Lo que hasta hace un tiempo atrás era un bello y descansado paseo por el bosque, ahora se transformaba en una salida cada paso podía costar la vida. No había vuelta atrás, la epidemia amenazaba con extenderse hacia todo el estado y en poco tiempo a todo el país, por lo que el Presidente dio orden directa de hacer desaparecer la zona bajo un fuego incandescente que no dejara nada con vida por lo menos a cien kilómetros a la redonda. Los hombres del ejército recibieron la orden de retirada silenciosa apenas llegara la noche. Se llevaron varios especimenes portadores de este raro virus, servirían para investigación y desarrollo de alguna arma química con la cual atacarían a algún país cercano y así dominarlo fácilmente en caso que hiciera falta.
Los bombardeos salieron de la ciudad capital del estado a las cinco de la mañana con todo el arsenal sobrecargado. La decisión ya estaba tomada y ya se estaba poniendo en práctica. Algunos de los pobladores que rondaban el bosque se dieron cuenta de la silenciosa retirada que el ejército había hecho y volvieron a Villapueblo a advertir que algo raro sucedía. El intendente dio la orden que todos los ciudadanos se juntaran y salieran en sus vehículos cuanto antes. Los que no tuvieran vehículos, subirían en los buses de corta y mediana distancia que hubiera en el pueblo, y raudos se sumarían al éxodo de aquel hermoso y peligroso paraíso.
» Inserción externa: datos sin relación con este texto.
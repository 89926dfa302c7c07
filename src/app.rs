// SPDX-License-Identifier: MPL-2.0

//! Composition root: one store handle, one bus, and the services that share them.

use crate::clock::{Clock, SystemClock};
use crate::config::{AppConfig, ConfigError};
use crate::events::{AppEvent, EventBus};
use crate::posts::{ComposeError, Composer, MediaError, PostRepository, RepositoryError};
use crate::state::{Navigation, RouteGuard, SessionError, SessionGate, Settings, SettingsError};
use crate::store::{LocalStore, SqliteStore, StorageChange, Store, StoreError};
use crate::views::{AnalyticsSnapshot, DashboardSummary};
use rand::Rng;
use std::rc::Rc;
use thiserror::Error;

#[derive(Error, Debug)]
pub enum AppError {
    #[error(transparent)]
    Config(#[from] ConfigError),
    #[error(transparent)]
    Store(#[from] StoreError),
    #[error(transparent)]
    Repository(#[from] RepositoryError),
    #[error(transparent)]
    Compose(#[from] ComposeError),
    #[error(transparent)]
    Session(#[from] SessionError),
    #[error(transparent)]
    Settings(#[from] SettingsError),
    #[error(transparent)]
    Media(#[from] MediaError),
}

pub struct App {
    config: AppConfig,
    store: LocalStore,
    bus: EventBus,
    session: SessionGate,
    guard: RouteGuard,
    posts: PostRepository,
    settings: Settings,
}

impl App {
    /// Open the on-disk store named by `config`
    pub fn open(config: AppConfig) -> Result<Self, AppError> {
        let path = config.store_path()?;
        let store = SqliteStore::open(&path)?;
        Self::with_store(config, store, Rc::new(SystemClock))
    }

    pub fn with_store(
        config: AppConfig,
        backend: impl Store + 'static,
        clock: Rc<dyn Clock>,
    ) -> Result<Self, AppError> {
        let store = LocalStore::new(backend);
        let bus = EventBus::new();

        let session = SessionGate::new(store.clone(), bus.clone());
        let guard = RouteGuard::new(session.clone(), &bus)?;
        let posts = PostRepository::new(store.clone(), bus.clone(), clock);
        let settings = Settings::new(store.clone());

        Ok(Self {
            config,
            store,
            bus,
            session,
            guard,
            posts,
            settings,
        })
    }

    pub fn config(&self) -> &AppConfig {
        &self.config
    }

    pub fn bus(&self) -> &EventBus {
        &self.bus
    }

    pub fn session(&self) -> &SessionGate {
        &self.session
    }

    pub fn posts(&self) -> &PostRepository {
        &self.posts
    }

    pub fn settings(&self) -> &Settings {
        &self.settings
    }

    pub fn navigate(&self, path: &str) -> Navigation {
        self.guard.resolve(path)
    }

    pub fn is_authenticated(&self) -> bool {
        self.guard.is_authenticated()
    }

    pub fn composer(&self) -> Composer {
        Composer::new(self.posts.clone())
    }

    pub fn dashboard(&self) -> Result<DashboardSummary, RepositoryError> {
        DashboardSummary::load(&self.posts, self.posts.now(), self.config.upcoming_limit)
    }

    pub fn analytics<R: Rng>(&self, rng: &mut R) -> Result<AnalyticsSnapshot, RepositoryError> {
        let published = self.posts.list_scheduled()?.len();
        Ok(AnalyticsSnapshot::simulate(published, rng))
    }

    /// Pick up writes made through other store handles and announce each
    /// changed key as a `storage` event.
    pub fn sync_external(&self) -> Result<Vec<StorageChange>, StoreError> {
        let changes = self.store.poll_external()?;
        for change in &changes {
            tracing::debug!(key = %change.key, "external change");
            self.bus.publish(AppEvent::Storage {
                key: change.key.clone(),
            });
        }
        Ok(changes)
    }
}

#[cfg(test)]
mod tests {
    use super::*;
    use crate::clock::SteppingClock;
    use crate::events::Topic;
    use crate::posts::{Platform, Tone};
    use crate::state::Route;
    use crate::store::MemoryStore;
    use chrono::{Duration, TimeZone, Utc};
    use std::cell::RefCell;

    fn clock() -> Rc<dyn Clock> {
        Rc::new(SteppingClock::new(
            Utc.with_ymd_and_hms(2025, 3, 1, 9, 0, 0).unwrap(),
            Duration::seconds(1),
        ))
    }

    #[test]
    fn test_sign_in_unlocks_screens() {
        let app = App::with_store(AppConfig::default(), MemoryStore::new(), clock()).unwrap();
        assert_eq!(app.navigate("/calendar"), Navigation::Redirect(Route::Auth));

        app.session().sign_in("me@example.com", "secret").unwrap();
        assert_eq!(app.navigate("/calendar"), Navigation::Render(Route::Calendar));
        assert_eq!(app.navigate("/auth"), Navigation::Redirect(Route::Dashboard));
    }

    #[test]
    fn test_logout_in_other_tab_redirects_after_sync() {
        let backend = MemoryStore::new();
        let other_tab = LocalStore::new(backend.open_tab());
        let app = App::with_store(AppConfig::default(), backend, clock()).unwrap();
        app.session().sign_in("me@example.com", "secret").unwrap();

        let other_gate = SessionGate::new(other_tab, EventBus::new());
        other_gate.logout().unwrap();

        assert!(app.is_authenticated());
        let changes = app.sync_external().unwrap();
        assert!(changes.iter().any(|c| c.key == "authToken"));
        assert!(!app.is_authenticated());
        assert_eq!(app.navigate("/dashboard"), Navigation::Redirect(Route::Auth));
    }

    #[test]
    fn test_posts_from_other_tab_reach_subscribers() {
        let backend = MemoryStore::new();
        let other_tab = LocalStore::new(backend.open_tab());
        let app = App::with_store(AppConfig::default(), backend, clock()).unwrap();

        let seen = Rc::new(RefCell::new(Vec::new()));
        let s = Rc::clone(&seen);
        let _sub = app.bus().subscribe(Topic::Storage, move |e| {
            if let AppEvent::Storage { key } = e {
                s.borrow_mut().push(key.clone());
            }
        });

        let other_posts = PostRepository::new(other_tab, EventBus::new(), clock());
        other_posts
            .create("from elsewhere", Platform::Twitter, Tone::Casual, None)
            .unwrap();

        app.sync_external().unwrap();
        assert_eq!(*seen.borrow(), vec!["scheduledPostsV2".to_string()]);
        assert_eq!(app.dashboard().unwrap().scheduled_count, 1);

        // Nothing new on the next poll
        assert!(app.sync_external().unwrap().is_empty());
    }
}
Entre las montañas, los rayos de febo penetraban el denso follaje dibujando hermosos haces de luz que iluminaban caóticamente el suelo fértil cubierto de hojas secas. La brisa soplaba tenue y las flores se movían en su dulce cadencia de aquí para allá como si nada importara, las mariposas se posaban sobre los delicados pétalos multicolor y colectaban el polen, las abejas zumbaban buscando mejor néctar, los conejitos buscaban las raíces más tiernas, los tallos más dulces, alguna que otra lechuza se encontraba sobre algún cadáver alimentándose de su carne muerta.
El sol comenzaba a acariciar los techos de Villapueblo cuando el sonido de los gigantescos motores de los bombarderos comenzaron a hacerse escuchar como truenos en el horizonte.
Nunca se supo si los pobladores que huyeron, llegaron a alejarse más de cien kilómetros de aquel pequeño pueblo perdido en la montaña cuando las primeras bombas detonaron al tocar el suelo rocoso.
El espectáculo era maravilloso, las bombas caían una tras otra sobre las montañas, sobre los valles, sobre los bosques, los ríos y cascadas… entre el fuego, el humo y las explosiones el paisaje iba tomando distintas formas, distintos colores. El sol quedó ensombrecido por las nubes de piedra molida que al cielo ascendían, por las cenizas del siniestro que por el calor se elevaban más y más altas, como algunas aves que escapaban hacia el horizonte buscando algún lugar donde la paz reine.